## What you should do:
Among the records that follow, count the lines with the string "crossterm"; report only that count.

[Dataset entries]
# # #
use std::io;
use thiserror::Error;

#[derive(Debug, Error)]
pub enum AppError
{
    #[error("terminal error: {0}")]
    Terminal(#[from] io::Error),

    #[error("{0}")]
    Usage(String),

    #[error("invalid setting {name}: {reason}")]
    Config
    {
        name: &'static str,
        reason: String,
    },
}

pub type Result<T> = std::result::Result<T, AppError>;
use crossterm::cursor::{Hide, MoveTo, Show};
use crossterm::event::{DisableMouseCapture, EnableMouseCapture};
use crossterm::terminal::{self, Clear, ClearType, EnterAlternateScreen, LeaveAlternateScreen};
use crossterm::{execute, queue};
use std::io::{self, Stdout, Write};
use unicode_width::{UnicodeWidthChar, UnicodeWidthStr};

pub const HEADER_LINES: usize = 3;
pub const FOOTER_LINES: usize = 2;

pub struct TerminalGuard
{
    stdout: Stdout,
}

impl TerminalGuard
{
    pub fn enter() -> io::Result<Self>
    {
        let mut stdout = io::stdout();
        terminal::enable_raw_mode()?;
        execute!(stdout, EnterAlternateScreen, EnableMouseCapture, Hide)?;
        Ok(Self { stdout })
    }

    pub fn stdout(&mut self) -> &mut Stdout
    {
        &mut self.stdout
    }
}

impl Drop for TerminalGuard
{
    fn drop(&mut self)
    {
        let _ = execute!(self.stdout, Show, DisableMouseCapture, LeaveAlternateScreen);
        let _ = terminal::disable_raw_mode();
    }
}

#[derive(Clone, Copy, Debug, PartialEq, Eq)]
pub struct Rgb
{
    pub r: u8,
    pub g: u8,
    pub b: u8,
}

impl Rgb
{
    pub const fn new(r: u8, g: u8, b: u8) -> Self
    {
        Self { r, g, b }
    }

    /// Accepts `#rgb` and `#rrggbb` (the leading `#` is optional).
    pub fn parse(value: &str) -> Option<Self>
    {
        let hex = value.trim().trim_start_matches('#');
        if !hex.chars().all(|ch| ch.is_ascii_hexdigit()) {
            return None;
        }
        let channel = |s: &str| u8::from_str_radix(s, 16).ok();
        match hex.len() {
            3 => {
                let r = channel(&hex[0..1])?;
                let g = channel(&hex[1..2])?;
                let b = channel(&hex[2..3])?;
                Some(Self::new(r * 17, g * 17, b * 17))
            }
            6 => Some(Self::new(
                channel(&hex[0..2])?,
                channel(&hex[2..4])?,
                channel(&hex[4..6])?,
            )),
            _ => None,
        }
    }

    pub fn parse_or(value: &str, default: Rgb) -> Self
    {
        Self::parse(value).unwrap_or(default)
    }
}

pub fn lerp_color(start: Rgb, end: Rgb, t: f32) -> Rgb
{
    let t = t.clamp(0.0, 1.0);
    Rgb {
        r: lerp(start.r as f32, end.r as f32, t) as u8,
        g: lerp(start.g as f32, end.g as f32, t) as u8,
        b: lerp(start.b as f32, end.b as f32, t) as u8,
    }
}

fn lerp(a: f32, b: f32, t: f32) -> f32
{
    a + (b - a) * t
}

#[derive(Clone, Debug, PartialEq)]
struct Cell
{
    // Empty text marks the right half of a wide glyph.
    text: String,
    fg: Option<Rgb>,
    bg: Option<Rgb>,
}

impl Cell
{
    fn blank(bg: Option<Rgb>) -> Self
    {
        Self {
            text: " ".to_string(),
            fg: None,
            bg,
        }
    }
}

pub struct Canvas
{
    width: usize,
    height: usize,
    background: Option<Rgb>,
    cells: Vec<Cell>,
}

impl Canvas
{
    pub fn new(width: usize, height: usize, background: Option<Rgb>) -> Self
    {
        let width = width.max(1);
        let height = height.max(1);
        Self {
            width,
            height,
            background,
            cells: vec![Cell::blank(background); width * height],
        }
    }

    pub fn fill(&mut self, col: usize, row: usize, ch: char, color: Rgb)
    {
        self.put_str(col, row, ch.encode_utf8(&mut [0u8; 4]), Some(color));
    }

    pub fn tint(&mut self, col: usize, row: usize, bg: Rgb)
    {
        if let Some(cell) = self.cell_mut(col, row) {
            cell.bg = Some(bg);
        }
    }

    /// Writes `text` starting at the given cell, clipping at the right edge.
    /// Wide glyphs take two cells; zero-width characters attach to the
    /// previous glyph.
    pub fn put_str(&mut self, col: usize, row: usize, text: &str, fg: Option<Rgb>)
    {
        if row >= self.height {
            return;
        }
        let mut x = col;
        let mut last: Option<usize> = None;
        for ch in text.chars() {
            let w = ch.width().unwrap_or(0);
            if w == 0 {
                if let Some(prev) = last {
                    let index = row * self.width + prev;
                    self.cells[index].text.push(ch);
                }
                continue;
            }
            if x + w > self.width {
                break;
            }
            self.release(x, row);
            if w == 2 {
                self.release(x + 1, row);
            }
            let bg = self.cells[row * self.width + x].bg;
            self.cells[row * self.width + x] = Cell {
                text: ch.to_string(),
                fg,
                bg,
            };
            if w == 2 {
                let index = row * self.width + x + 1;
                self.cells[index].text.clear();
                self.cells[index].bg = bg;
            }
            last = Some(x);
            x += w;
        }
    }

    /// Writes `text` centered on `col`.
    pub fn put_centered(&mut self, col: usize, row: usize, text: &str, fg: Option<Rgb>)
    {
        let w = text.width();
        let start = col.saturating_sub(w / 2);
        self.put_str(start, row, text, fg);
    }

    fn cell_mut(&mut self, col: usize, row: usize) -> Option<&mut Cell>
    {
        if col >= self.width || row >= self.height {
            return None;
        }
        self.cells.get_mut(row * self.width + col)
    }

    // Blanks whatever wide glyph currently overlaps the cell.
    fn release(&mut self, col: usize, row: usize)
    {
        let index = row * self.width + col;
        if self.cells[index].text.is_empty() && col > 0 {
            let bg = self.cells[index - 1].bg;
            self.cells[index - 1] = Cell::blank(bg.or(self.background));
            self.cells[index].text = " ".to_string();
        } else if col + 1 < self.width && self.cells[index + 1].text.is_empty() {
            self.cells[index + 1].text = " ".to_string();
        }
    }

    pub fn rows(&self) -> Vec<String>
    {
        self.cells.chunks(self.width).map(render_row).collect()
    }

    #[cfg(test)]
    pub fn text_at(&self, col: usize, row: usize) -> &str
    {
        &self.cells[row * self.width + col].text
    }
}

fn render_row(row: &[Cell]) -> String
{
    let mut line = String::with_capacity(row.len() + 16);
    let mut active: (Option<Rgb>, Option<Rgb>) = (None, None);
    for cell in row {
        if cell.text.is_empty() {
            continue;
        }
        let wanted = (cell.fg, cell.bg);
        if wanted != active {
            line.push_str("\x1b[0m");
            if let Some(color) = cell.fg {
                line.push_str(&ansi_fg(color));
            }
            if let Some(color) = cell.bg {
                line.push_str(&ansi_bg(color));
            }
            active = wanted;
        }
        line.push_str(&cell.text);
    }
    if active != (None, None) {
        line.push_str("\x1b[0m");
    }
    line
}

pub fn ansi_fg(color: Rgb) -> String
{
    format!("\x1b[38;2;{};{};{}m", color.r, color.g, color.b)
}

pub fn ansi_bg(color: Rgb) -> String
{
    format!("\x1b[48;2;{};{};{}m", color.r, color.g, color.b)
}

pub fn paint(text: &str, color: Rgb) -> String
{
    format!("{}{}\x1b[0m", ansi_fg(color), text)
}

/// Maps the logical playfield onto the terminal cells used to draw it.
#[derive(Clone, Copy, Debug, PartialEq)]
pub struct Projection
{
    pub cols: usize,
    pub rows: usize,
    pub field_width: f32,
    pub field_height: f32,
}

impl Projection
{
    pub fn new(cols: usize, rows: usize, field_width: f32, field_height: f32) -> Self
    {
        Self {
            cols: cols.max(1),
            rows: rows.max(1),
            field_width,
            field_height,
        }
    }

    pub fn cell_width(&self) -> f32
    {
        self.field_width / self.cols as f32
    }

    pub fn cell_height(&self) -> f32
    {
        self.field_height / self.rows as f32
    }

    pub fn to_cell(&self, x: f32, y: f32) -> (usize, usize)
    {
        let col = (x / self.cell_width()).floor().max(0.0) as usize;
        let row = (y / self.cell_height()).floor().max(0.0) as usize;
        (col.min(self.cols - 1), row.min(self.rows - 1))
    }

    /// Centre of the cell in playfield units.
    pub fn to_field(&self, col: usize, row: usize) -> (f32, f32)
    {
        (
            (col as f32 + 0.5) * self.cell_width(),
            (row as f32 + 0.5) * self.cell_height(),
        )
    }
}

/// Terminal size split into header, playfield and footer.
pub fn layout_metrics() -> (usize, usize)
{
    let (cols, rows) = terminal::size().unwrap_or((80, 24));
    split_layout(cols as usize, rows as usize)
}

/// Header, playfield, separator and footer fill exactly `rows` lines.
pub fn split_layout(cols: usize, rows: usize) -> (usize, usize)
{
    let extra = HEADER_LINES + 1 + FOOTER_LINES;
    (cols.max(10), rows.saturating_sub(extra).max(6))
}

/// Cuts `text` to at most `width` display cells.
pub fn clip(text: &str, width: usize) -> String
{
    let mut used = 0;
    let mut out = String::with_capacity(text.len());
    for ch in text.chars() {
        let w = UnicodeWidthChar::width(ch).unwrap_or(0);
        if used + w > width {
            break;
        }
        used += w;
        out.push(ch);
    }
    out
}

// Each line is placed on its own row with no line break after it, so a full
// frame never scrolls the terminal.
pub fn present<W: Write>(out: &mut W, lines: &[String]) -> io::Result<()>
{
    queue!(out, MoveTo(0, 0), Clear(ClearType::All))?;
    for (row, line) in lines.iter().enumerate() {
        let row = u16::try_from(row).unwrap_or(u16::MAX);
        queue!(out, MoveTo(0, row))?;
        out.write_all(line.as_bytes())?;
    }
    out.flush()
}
# # #
## Finished task:
4